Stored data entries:
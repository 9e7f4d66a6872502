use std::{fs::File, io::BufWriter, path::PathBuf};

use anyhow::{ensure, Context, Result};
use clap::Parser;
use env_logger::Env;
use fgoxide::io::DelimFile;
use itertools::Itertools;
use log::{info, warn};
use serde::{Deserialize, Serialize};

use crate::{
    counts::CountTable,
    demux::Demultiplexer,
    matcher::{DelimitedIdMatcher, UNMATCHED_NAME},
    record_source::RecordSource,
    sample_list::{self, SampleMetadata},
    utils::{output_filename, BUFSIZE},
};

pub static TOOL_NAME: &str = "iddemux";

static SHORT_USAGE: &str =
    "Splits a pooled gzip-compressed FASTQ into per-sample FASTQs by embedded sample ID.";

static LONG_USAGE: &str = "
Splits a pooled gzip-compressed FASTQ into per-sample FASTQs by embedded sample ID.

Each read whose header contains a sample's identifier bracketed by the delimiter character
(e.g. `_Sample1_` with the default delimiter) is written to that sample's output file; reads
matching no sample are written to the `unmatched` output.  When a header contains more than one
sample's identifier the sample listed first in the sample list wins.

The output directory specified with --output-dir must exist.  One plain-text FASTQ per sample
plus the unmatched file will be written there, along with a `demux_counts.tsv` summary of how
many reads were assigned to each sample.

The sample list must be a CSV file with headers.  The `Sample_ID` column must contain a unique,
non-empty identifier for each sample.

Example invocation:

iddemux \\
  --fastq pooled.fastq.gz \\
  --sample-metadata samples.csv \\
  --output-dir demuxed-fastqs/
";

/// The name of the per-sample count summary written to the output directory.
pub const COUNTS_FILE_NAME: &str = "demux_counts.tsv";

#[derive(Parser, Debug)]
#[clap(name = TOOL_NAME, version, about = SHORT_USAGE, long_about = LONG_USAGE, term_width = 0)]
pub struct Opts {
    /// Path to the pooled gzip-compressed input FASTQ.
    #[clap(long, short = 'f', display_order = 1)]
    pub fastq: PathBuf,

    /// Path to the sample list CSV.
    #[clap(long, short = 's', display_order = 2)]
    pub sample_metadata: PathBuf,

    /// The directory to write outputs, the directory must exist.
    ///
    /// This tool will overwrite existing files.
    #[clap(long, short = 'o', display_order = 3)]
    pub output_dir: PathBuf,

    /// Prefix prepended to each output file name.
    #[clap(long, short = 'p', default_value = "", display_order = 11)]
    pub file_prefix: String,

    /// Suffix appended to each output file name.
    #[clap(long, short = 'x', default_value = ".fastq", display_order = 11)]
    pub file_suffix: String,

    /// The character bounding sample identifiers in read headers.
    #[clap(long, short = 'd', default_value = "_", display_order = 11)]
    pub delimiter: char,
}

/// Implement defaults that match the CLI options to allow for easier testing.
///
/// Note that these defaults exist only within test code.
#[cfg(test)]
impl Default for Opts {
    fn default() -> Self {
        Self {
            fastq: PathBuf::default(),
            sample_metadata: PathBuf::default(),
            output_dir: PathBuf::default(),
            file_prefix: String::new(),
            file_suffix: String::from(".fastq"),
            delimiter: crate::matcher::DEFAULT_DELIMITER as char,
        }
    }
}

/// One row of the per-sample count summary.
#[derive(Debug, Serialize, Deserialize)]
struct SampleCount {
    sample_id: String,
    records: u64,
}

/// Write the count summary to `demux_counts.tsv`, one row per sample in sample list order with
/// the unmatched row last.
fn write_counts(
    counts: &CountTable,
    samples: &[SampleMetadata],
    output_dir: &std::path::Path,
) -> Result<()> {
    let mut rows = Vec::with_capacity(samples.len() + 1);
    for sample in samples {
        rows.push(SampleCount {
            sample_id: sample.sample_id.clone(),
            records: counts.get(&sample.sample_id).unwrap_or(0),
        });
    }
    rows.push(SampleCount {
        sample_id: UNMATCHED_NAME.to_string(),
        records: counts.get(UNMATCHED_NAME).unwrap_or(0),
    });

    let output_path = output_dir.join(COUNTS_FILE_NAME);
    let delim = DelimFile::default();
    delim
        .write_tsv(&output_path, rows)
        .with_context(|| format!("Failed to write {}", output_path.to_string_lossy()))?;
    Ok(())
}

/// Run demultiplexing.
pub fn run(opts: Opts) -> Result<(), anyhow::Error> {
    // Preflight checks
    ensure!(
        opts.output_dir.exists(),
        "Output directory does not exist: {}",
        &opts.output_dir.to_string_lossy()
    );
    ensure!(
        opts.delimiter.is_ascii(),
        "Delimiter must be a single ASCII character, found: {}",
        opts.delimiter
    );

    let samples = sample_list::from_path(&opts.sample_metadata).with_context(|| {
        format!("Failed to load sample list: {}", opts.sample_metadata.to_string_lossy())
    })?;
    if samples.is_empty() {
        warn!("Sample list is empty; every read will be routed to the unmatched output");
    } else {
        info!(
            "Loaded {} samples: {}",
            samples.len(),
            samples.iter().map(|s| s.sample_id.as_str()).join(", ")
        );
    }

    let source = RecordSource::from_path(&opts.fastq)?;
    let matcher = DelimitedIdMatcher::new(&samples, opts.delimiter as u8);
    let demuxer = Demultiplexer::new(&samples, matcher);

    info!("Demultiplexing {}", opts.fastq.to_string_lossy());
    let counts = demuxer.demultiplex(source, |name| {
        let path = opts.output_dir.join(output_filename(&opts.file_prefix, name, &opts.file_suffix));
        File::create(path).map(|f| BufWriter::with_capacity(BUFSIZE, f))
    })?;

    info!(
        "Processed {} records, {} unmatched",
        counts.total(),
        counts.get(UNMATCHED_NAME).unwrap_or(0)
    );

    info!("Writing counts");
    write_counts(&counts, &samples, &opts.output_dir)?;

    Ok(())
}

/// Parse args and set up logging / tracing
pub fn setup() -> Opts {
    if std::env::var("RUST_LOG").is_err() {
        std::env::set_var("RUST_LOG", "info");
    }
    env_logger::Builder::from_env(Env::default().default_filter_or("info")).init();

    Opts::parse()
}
* * *
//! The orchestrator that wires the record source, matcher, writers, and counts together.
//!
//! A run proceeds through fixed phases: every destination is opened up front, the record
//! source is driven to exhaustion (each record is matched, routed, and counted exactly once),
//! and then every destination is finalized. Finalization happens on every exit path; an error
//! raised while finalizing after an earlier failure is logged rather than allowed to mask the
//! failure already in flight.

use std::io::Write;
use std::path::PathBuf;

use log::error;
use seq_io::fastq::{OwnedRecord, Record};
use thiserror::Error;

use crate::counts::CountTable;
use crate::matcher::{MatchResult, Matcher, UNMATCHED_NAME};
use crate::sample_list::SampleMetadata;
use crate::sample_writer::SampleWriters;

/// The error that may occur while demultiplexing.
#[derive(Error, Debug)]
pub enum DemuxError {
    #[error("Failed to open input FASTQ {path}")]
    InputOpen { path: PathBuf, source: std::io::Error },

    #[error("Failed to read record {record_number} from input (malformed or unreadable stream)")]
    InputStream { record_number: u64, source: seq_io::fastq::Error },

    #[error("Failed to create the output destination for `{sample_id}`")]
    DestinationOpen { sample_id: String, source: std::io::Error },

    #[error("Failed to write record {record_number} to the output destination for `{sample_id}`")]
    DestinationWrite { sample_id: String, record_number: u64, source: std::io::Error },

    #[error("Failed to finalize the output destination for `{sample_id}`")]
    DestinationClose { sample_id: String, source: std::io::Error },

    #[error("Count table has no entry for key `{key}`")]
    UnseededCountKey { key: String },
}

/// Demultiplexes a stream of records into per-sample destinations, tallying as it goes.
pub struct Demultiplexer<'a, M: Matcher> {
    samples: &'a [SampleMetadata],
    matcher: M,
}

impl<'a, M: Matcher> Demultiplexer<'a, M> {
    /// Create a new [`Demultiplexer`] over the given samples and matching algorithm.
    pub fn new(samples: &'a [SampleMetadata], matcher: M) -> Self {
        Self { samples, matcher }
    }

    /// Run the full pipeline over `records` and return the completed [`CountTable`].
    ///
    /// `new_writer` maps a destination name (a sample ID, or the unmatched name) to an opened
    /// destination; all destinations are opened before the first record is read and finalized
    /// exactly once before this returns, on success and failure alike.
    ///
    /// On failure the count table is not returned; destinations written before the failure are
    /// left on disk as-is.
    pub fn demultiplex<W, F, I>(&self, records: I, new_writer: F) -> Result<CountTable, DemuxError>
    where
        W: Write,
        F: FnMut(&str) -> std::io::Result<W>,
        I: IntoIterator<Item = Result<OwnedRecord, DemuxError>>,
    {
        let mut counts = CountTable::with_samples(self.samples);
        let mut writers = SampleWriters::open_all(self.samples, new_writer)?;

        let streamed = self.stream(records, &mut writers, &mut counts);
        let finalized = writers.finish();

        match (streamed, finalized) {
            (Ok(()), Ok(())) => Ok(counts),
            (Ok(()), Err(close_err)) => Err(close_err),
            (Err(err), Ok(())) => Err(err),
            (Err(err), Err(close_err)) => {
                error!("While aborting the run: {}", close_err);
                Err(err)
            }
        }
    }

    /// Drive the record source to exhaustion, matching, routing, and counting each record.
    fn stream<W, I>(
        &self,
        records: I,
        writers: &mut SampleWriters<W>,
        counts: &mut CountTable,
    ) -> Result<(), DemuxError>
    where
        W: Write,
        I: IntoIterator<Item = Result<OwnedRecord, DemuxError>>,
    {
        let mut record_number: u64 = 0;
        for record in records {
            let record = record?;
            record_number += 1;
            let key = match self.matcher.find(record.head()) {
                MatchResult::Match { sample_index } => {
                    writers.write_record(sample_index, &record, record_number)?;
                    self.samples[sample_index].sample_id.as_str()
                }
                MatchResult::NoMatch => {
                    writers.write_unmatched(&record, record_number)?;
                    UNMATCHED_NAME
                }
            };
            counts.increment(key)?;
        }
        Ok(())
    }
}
* * *
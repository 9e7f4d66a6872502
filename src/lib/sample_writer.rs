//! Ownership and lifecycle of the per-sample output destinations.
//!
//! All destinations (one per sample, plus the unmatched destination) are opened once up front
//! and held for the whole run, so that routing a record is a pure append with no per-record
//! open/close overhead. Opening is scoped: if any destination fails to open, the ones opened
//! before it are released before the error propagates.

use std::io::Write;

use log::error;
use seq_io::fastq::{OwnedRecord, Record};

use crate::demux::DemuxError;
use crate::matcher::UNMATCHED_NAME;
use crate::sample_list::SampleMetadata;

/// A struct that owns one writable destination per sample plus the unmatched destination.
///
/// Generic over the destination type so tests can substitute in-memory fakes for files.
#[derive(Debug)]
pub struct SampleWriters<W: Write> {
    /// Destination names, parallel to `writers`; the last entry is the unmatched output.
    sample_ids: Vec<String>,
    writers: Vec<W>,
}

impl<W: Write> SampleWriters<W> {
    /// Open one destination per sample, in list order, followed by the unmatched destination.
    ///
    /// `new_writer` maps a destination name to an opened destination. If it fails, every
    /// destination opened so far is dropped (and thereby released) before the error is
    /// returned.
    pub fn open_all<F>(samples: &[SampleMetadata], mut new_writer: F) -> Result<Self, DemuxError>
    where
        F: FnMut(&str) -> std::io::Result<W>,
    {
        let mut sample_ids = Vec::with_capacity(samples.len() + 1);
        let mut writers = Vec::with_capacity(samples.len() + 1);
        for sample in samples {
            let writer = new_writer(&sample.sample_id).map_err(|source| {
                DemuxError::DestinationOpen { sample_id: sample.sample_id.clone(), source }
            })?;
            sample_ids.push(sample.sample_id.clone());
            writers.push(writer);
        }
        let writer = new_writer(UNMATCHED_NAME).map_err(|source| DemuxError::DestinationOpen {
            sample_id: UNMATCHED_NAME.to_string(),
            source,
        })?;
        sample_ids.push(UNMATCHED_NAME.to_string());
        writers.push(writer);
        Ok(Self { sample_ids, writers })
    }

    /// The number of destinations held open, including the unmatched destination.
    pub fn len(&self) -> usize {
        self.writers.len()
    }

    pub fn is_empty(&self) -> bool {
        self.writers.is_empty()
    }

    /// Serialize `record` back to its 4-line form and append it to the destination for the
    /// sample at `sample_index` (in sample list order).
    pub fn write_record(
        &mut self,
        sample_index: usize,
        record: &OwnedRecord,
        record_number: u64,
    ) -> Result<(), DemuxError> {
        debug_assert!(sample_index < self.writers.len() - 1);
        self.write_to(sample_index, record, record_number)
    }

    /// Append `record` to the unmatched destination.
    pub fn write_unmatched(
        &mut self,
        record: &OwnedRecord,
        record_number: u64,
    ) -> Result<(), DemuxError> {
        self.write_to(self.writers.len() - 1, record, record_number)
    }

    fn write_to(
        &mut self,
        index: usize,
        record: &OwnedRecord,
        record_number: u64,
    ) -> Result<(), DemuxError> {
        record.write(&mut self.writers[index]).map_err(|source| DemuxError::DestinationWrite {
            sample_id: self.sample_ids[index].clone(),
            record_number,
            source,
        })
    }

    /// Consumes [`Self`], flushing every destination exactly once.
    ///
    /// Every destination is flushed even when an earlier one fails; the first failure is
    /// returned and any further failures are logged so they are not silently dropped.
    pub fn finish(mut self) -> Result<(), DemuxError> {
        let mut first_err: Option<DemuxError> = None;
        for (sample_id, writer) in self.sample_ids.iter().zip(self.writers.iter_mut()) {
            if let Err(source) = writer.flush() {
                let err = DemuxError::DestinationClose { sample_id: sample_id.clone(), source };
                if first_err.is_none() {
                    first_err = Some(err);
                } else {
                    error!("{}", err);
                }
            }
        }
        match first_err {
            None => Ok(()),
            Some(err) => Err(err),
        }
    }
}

Work task ▸
Spot every line in the entries that includes the word "static", and copy each one out.

Finished exercise ▸
pub static TOOL_NAME: &str = "iddemux";
static SHORT_USAGE: &str =
static LONG_USAGE: &str = "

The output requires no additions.